(RECORDS TO USE)

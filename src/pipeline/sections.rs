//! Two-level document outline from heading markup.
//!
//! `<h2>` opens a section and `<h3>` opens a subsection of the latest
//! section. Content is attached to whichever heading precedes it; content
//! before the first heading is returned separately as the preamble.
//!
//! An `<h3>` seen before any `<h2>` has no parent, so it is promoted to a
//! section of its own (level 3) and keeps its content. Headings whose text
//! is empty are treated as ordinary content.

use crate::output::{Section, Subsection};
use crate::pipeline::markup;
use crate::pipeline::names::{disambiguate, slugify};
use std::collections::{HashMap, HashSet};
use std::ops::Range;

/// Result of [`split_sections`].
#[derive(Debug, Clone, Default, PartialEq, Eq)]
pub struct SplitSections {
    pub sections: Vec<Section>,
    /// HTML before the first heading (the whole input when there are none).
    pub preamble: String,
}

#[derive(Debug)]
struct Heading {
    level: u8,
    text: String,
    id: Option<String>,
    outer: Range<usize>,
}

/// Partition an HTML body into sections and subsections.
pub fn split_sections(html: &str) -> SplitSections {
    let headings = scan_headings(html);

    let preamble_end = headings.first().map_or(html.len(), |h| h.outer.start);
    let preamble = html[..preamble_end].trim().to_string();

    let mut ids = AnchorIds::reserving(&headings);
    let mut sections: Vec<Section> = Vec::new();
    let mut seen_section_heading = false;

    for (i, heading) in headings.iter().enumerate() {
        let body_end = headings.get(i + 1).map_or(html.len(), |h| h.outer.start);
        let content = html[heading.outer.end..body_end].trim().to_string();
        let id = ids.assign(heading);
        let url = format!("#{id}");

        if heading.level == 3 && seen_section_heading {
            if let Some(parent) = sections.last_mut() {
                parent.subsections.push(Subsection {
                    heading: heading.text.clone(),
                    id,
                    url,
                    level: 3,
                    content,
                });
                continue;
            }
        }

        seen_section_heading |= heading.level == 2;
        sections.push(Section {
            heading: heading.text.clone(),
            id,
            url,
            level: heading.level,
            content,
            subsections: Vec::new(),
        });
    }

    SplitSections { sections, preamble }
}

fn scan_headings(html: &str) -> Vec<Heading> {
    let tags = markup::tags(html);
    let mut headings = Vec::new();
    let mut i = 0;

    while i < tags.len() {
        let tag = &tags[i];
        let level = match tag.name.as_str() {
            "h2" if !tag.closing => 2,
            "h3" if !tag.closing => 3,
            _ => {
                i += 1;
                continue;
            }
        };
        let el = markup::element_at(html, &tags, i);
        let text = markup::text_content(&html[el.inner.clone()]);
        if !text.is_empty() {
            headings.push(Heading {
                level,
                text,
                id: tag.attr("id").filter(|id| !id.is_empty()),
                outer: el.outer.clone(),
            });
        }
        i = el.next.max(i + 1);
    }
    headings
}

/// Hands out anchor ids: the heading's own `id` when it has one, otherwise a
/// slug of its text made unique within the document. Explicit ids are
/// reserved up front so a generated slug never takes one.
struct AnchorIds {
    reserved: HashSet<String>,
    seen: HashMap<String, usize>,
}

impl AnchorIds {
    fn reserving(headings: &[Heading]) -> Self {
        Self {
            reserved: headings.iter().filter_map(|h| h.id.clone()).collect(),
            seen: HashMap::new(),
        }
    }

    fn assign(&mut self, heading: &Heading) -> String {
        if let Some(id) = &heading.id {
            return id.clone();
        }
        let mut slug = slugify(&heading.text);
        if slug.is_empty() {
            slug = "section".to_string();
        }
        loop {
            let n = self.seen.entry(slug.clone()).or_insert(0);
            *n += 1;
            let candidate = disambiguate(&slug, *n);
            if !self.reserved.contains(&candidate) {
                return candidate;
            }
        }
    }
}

(End RECORDS TO USE)

▸ **TRY IT**
Each line above, from the one that contains "let el = markup::element_at(html, &tags, i);" to the last line of the records, should be repeated exactly. Leave out all others.

▸ **RESULT BELOW**
        let el = markup::element_at(html, &tags, i);
        let text = markup::text_content(&html[el.inner.clone()]);
        if !text.is_empty() {
            headings.push(Heading {
                level,
                text,
                id: tag.attr("id").filter(|id| !id.is_empty()),
                outer: el.outer.clone(),
            });
        }
        i = el.next.max(i + 1);
    }
    headings
}

/// Hands out anchor ids: the heading's own `id` when it has one, otherwise a
/// slug of its text made unique within the document. Explicit ids are
/// reserved up front so a generated slug never takes one.
struct AnchorIds {
    reserved: HashSet<String>,
    seen: HashMap<String, usize>,
}

impl AnchorIds {
    fn reserving(headings: &[Heading]) -> Self {
        Self {
            reserved: headings.iter().filter_map(|h| h.id.clone()).collect(),
            seen: HashMap::new(),
        }
    }

    fn assign(&mut self, heading: &Heading) -> String {
        if let Some(id) = &heading.id {
            return id.clone();
        }
        let mut slug = slugify(&heading.text);
        if slug.is_empty() {
            slug = "section".to_string();
        }
        loop {
            let n = self.seen.entry(slug.clone()).or_insert(0);
            *n += 1;
            let candidate = disambiguate(&slug, *n);
            if !self.reserved.contains(&candidate) {
                return candidate;
            }
        }
    }
}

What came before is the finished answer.